Problem requirements - Every line holding the word "Fetch" should be copied from the material.

Records supplied -
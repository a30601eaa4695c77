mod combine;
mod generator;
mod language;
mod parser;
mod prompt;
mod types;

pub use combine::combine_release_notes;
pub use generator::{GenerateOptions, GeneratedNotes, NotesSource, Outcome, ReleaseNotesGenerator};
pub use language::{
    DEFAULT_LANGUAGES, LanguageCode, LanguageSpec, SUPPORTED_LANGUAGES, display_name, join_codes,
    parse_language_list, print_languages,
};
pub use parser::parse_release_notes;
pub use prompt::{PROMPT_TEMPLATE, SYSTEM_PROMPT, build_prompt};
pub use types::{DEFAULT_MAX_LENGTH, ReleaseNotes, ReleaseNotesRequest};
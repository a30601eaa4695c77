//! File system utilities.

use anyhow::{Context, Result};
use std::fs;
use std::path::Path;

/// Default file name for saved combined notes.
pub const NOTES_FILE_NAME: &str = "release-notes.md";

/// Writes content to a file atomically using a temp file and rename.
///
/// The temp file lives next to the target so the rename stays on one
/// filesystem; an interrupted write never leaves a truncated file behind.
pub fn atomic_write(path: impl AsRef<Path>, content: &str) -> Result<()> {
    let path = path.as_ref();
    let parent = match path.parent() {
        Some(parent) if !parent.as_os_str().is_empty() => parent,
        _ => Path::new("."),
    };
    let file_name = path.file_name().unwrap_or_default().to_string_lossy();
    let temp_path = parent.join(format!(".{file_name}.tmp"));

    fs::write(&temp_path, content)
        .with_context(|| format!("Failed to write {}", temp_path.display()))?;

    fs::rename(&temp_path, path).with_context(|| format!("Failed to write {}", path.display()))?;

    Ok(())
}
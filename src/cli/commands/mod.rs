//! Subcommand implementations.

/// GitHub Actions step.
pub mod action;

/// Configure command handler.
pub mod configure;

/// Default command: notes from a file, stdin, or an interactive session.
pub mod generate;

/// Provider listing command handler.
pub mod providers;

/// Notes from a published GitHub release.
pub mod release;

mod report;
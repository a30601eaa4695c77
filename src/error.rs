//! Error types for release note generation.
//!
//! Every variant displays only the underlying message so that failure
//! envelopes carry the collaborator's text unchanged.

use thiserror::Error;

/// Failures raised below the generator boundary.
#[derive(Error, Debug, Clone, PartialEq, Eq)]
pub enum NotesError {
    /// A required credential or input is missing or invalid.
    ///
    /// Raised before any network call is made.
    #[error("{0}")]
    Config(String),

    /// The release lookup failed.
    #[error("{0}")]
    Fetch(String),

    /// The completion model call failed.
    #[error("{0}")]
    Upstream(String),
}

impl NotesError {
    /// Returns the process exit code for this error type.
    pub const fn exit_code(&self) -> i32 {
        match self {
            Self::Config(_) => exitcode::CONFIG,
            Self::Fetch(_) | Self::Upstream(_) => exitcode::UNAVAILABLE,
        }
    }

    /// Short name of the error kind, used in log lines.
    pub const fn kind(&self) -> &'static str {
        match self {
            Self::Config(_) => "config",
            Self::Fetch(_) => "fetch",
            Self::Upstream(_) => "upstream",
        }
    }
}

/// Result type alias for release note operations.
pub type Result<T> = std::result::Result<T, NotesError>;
==
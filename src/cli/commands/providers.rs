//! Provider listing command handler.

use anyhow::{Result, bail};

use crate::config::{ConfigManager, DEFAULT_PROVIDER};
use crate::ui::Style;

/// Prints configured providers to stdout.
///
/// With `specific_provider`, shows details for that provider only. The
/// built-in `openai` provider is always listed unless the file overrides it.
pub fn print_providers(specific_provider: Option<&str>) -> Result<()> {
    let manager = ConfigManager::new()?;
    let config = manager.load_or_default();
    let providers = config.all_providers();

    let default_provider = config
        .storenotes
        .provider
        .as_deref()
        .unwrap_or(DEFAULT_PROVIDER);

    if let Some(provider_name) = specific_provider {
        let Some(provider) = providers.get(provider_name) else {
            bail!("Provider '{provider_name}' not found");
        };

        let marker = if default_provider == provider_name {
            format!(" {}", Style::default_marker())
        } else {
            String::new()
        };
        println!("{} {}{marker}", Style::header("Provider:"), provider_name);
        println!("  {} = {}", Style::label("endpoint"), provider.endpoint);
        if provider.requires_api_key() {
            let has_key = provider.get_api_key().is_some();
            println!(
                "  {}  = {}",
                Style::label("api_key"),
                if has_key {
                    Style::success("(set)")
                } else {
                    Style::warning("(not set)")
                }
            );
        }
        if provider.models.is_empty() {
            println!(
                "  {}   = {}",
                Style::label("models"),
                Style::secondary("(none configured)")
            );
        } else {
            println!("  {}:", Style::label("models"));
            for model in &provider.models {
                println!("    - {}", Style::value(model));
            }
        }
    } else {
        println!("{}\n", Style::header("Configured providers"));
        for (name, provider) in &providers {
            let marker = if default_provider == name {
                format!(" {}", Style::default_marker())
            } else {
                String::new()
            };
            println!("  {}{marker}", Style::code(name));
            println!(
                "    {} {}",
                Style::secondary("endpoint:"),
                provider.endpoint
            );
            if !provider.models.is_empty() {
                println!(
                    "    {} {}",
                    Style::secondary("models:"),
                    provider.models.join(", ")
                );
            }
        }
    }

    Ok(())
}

Task output -
    Fetch(String),
            Self::Fetch(_) | Self::Upstream(_) => exitcode::UNAVAILABLE,
            Self::Fetch(_) => "fetch",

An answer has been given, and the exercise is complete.